Z Wikiźródeł, wolnej biblioteki
Ta strona została uwierzytelniona.

Rozśmiała się, żółtych parę ukazując zębów. Popatrzała trochę na Stacha i palce skierowała ku niemu.
— Ot ten, po co się tu przywlókł, nie wiem, bo już mu nic nie pachnie.
— Ja też i wąchać tu nie myślę! — odparł Stach szorstko.

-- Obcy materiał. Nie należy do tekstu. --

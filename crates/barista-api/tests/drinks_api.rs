//! Integration tests for the drinks API router
//!
//! Drives the assembled router with in-memory state. Authenticated happy
//! paths need a provider-signed token, so these tests cover the public
//! surface and the rejection paths that fail before any network access.

use axum::{
    body::Body,
    http::{header, Method, Request, StatusCode},
    response::Response,
    Router,
};
use barista_api::{
    api,
    config::Config,
    persistence::{DrinkStore, RecipePart},
    server::AppState,
};
use std::sync::Arc;
use tower::ServiceExt;

async fn test_state() -> AppState {
    AppState {
        config: Arc::new(Config::default()),
        store: DrinkStore::for_testing().await.expect("in-memory store"),
    }
}

fn app(state: AppState) -> Router {
    api::routes().with_state(state)
}

fn espresso_recipe() -> Vec<RecipePart> {
    vec![RecipePart {
        name: "espresso".to_string(),
        color: "#4b2e19".to_string(),
        parts: 1,
    }]
}

async fn body_json(response: Response) -> serde_json::Value {
    let bytes = axum::body::to_bytes(response.into_body(), usize::MAX)
        .await
        .expect("body");
    serde_json::from_slice(&bytes).expect("json body")
}

#[tokio::test]
async fn test_list_drinks_empty() {
    let response = app(test_state().await)
        .oneshot(Request::builder().uri("/drinks").body(Body::empty()).unwrap())
        .await
        .unwrap();

    assert_eq!(response.status(), StatusCode::OK);
    let body = body_json(response).await;
    assert_eq!(body["success"], true);
    assert_eq!(body["drinks"], serde_json::json!([]));
}

#[tokio::test]
async fn test_list_drinks_uses_short_projection() {
    let state = test_state().await;
    state
        .store
        .create("Espresso", &espresso_recipe())
        .await
        .unwrap();

    let response = app(state)
        .oneshot(Request::builder().uri("/drinks").body(Body::empty()).unwrap())
        .await
        .unwrap();

    assert_eq!(response.status(), StatusCode::OK);
    let body = body_json(response).await;
    let drink = &body["drinks"][0];
    assert_eq!(drink["title"], "Espresso");

    let part = &drink["recipe"][0];
    assert_eq!(part["color"], "#4b2e19");
    assert_eq!(part["parts"], 1);
    // Ingredient names stay private to the detail endpoint
    assert!(part.get("name").is_none());
}

#[tokio::test]
async fn test_health_check() {
    let response = app(test_state().await)
        .oneshot(Request::builder().uri("/health").body(Body::empty()).unwrap())
        .await
        .unwrap();

    assert_eq!(response.status(), StatusCode::OK);
    let body = body_json(response).await;
    assert_eq!(body["status"], "ok");
}

#[tokio::test]
async fn test_drinks_detail_requires_token() {
    let response = app(test_state().await)
        .oneshot(
            Request::builder()
                .uri("/drinks-detail")
                .body(Body::empty())
                .unwrap(),
        )
        .await
        .unwrap();

    assert_eq!(response.status(), StatusCode::UNAUTHORIZED);
    let body = body_json(response).await;
    assert_eq!(body["success"], false);
    assert_eq!(body["error"], 401);
}

#[tokio::test]
async fn test_malformed_bearer_token_is_rejected() {
    let response = app(test_state().await)
        .oneshot(
            Request::builder()
                .uri("/drinks-detail")
                .header(header::AUTHORIZATION, "Bearer not-a-jwt")
                .body(Body::empty())
                .unwrap(),
        )
        .await
        .unwrap();

    assert_eq!(response.status(), StatusCode::UNAUTHORIZED);
    let body = body_json(response).await;
    assert_eq!(body["success"], false);
    assert_eq!(body["error"], 401);
}

#[tokio::test]
async fn test_non_bearer_scheme_is_rejected() {
    let response = app(test_state().await)
        .oneshot(
            Request::builder()
                .uri("/drinks-detail")
                .header(header::AUTHORIZATION, "Basic dXNlcjpwYXNz")
                .body(Body::empty())
                .unwrap(),
        )
        .await
        .unwrap();

    assert_eq!(response.status(), StatusCode::UNAUTHORIZED);
}

#[tokio::test]
async fn test_create_drink_requires_token() {
    let payload = serde_json::json!({
        "title": "Latte",
        "recipe": [{"name": "espresso", "color": "#4b2e19", "parts": 1}],
    });

    let response = app(test_state().await)
        .oneshot(
            Request::builder()
                .method(Method::POST)
                .uri("/drinks")
                .header(header::CONTENT_TYPE, "application/json")
                .body(Body::from(payload.to_string()))
                .unwrap(),
        )
        .await
        .unwrap();

    assert_eq!(response.status(), StatusCode::UNAUTHORIZED);
}

#[tokio::test]
async fn test_update_drink_requires_token() {
    let response = app(test_state().await)
        .oneshot(
            Request::builder()
                .method(Method::PATCH)
                .uri("/drinks/1")
                .header(header::CONTENT_TYPE, "application/json")
                .body(Body::from("{}"))
                .unwrap(),
        )
        .await
        .unwrap();

    assert_eq!(response.status(), StatusCode::UNAUTHORIZED);
}

#[tokio::test]
async fn test_delete_drink_requires_token() {
    let response = app(test_state().await)
        .oneshot(
            Request::builder()
                .method(Method::DELETE)
                .uri("/drinks/1")
                .body(Body::empty())
                .unwrap(),
        )
        .await
        .unwrap();

    assert_eq!(response.status(), StatusCode::UNAUTHORIZED);
}

#[tokio::test]
async fn test_public_listing_survives_protected_rejections() {
    // The same router keeps serving public routes after auth rejections
    let state = test_state().await;
    state
        .store
        .create("Espresso", &espresso_recipe())
        .await
        .unwrap();
    let router = app(state);

    let rejected = router
        .clone()
        .oneshot(
            Request::builder()
                .uri("/drinks-detail")
                .body(Body::empty())
                .unwrap(),
        )
        .await
        .unwrap();
    assert_eq!(rejected.status(), StatusCode::UNAUTHORIZED);

    let listed = router
        .oneshot(Request::builder().uri("/drinks").body(Body::empty()).unwrap())
        .await
        .unwrap();
    assert_eq!(listed.status(), StatusCode::OK);
    let body = body_json(listed).await;
    assert_eq!(body["drinks"].as_array().unwrap().len(), 1);
}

— A no, bał się sam do baby iść — przerwała — żeby go nie uczarowała dla siebie, a ludzie się zeń potem nie śmieli, iż się w starej miotle rozmiłował.
— Ej, wy! ej, wy wszyscy! — dodała, grożąc Bogoryi.
— No, wróżcie! — przerwał, obu rękami na stole się opierając Jaśko — będzie li co z tego co ja sobie myślę?
Czechna głową pokręciła.
— Trzeba zobaczyć... — bąknęła.
Bogorja położył garstkę srebrników na stole, które stara pilno naprzód do fartucha zagarnęła. Wstała, poszła do kąta, dobyła z niego garnek szeroki a płaski, nalała wody coś mrucząc, z drugiego naczynia coś dodała i postawiła na stole. Bogorja i Stach patrzyli milczący.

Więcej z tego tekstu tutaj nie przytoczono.